# [Exercise directions]
Take every line from the records below that includes the word "between".

Collected data:
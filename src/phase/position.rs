//! Position within a running workout.
//!
//! A [`Position`] names exactly one phase of one round. It carries no
//! countdown state; remaining time lives in the session.

use serde::{Deserialize, Serialize};

use crate::plan::{Exercise, WorkoutPlan};

/// The kind of countdown segment a position denotes.
#[derive(Debug, Clone, Copy, PartialEq, Eq, Hash, Serialize, Deserialize)]
#[serde(rename_all = "snake_case")]
pub enum PhaseKind {
    /// A work interval of the current set
    Work,
    /// Rest between two sets of the same exercise
    Rest,
    /// Rest between two rounds
    InterRoundRest,
}

impl PhaseKind {
    /// Short label for logs and metrics.
    #[must_use]
    pub const fn as_str(self) -> &'static str {
        match self {
            Self::Work => "work",
            Self::Rest => "rest",
            Self::InterRoundRest => "inter_round_rest",
        }
    }
}

impl std::fmt::Display for PhaseKind {
    fn fmt(&self, f: &mut std::fmt::Formatter<'_>) -> std::fmt::Result {
        f.write_str(self.as_str())
    }
}

/// Where the workout is: exercise, set, round and phase kind.
///
/// `exercise_index` is 0-based; `set` and `round` are 1-based.
#[derive(Debug, Clone, Copy, PartialEq, Eq, Hash, Serialize, Deserialize)]
pub struct Position {
    /// Index into `plan.exercises`
    pub exercise_index: usize,
    /// Current set of the exercise, in `1..=exercise.sets`
    pub set: u32,
    /// Current round, in `1..=plan.round_count`
    pub round: u32,
    /// Which segment of the set or round is active
    pub kind: PhaseKind,
}

impl Position {
    /// First work phase of the first exercise of round 1.
    pub const START: Self = Self {
        exercise_index: 0,
        set: 1,
        round: 1,
        kind: PhaseKind::Work,
    };

    /// Returns the exercise this position refers to, if any.
    #[must_use]
    pub fn exercise<'a>(&self, plan: &'a WorkoutPlan) -> Option<&'a Exercise> {
        plan.exercises.get(self.exercise_index)
    }

    /// Duration in seconds of the phase this position denotes.
    ///
    /// Returns 0 when the position does not reference an exercise.
    #[must_use]
    pub fn duration(&self, plan: &WorkoutPlan) -> u32 {
        match self.kind {
            PhaseKind::InterRoundRest => plan.round_rest_secs,
            PhaseKind::Work => self.exercise(plan).map_or(0, |e| e.work_secs),
            PhaseKind::Rest => self.exercise(plan).map_or(0, |e| e.rest_secs),
        }
    }

    /// Read-only view of the phase this position denotes.
    #[must_use]
    pub fn phase(&self, plan: &WorkoutPlan) -> Phase {
        let duration_secs = self.duration(plan);
        let label = match self.kind {
            PhaseKind::InterRoundRest => {
                format!("Rest before round {} of {}", self.round + 1, plan.round_count)
            }
            PhaseKind::Work => self.exercise(plan).map_or_else(
                || "Work".to_string(),
                |e| format!("{} - set {} of {}", e.name, self.set, e.sets),
            ),
            PhaseKind::Rest => self.exercise(plan).map_or_else(
                || "Rest".to_string(),
                |e| format!("Rest after {} set {}", e.name, self.set),
            ),
        };
        Phase {
            kind: self.kind,
            duration_secs,
            label,
        }
    }
}

impl Default for Position {
    fn default() -> Self {
        Self::START
    }
}

/// A phase as displayed: kind, full duration, and a label.
#[derive(Debug, Clone, PartialEq, Eq, Serialize)]
pub struct Phase {
    /// Kind of the phase
    pub kind: PhaseKind,
    /// Full length of the phase in seconds
    pub duration_secs: u32,
    /// Human-readable label
    pub label: String,
}

#[cfg(test)]
mod tests {
    use super::*;

    fn plan() -> WorkoutPlan {
        WorkoutPlan::new(
            "p",
            vec![
                Exercise::new("Squats", 3, 40, 20),
                Exercise::new("Plank", 1, 60, 0),
            ],
        )
        .with_rounds(2, 90)
    }

    #[test]
    fn start_is_first_work_phase() {
        assert_eq!(Position::default(), Position::START);
        assert_eq!(Position::START.duration(&plan()), 40);
    }

    #[test]
    fn duration_follows_kind() {
        let plan = plan();
        let rest = Position {
            kind: PhaseKind::Rest,
            ..Position::START
        };
        let round_rest = Position {
            kind: PhaseKind::InterRoundRest,
            ..Position::START
        };
        assert_eq!(rest.duration(&plan), 20);
        assert_eq!(round_rest.duration(&plan), 90);
    }

    #[test]
    fn out_of_range_exercise_has_zero_duration() {
        let plan = plan();
        let pos = Position {
            exercise_index: 7,
            ..Position::START
        };
        assert!(pos.exercise(&plan).is_none());
        assert_eq!(pos.duration(&plan), 0);
    }

    #[test]
    fn phase_labels() {
        let plan = plan();
        let work = Position {
            set: 2,
            ..Position::START
        };
        assert_eq!(work.phase(&plan).label, "Squats - set 2 of 3");
        let round_rest = Position {
            kind: PhaseKind::InterRoundRest,
            ..Position::START
        };
        assert_eq!(round_rest.phase(&plan).label, "Rest before round 2 of 2");
    }

    #[test]
    fn kind_serializes_snake_case() {
        let json = serde_json::to_string(&PhaseKind::InterRoundRest).unwrap();
        assert_eq!(json, "\"inter_round_rest\"");
        assert_eq!(PhaseKind::Work.to_string(), "work");
    }
}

# [Task answer]
    /// Rest between two sets of the same exercise
    /// Rest between two rounds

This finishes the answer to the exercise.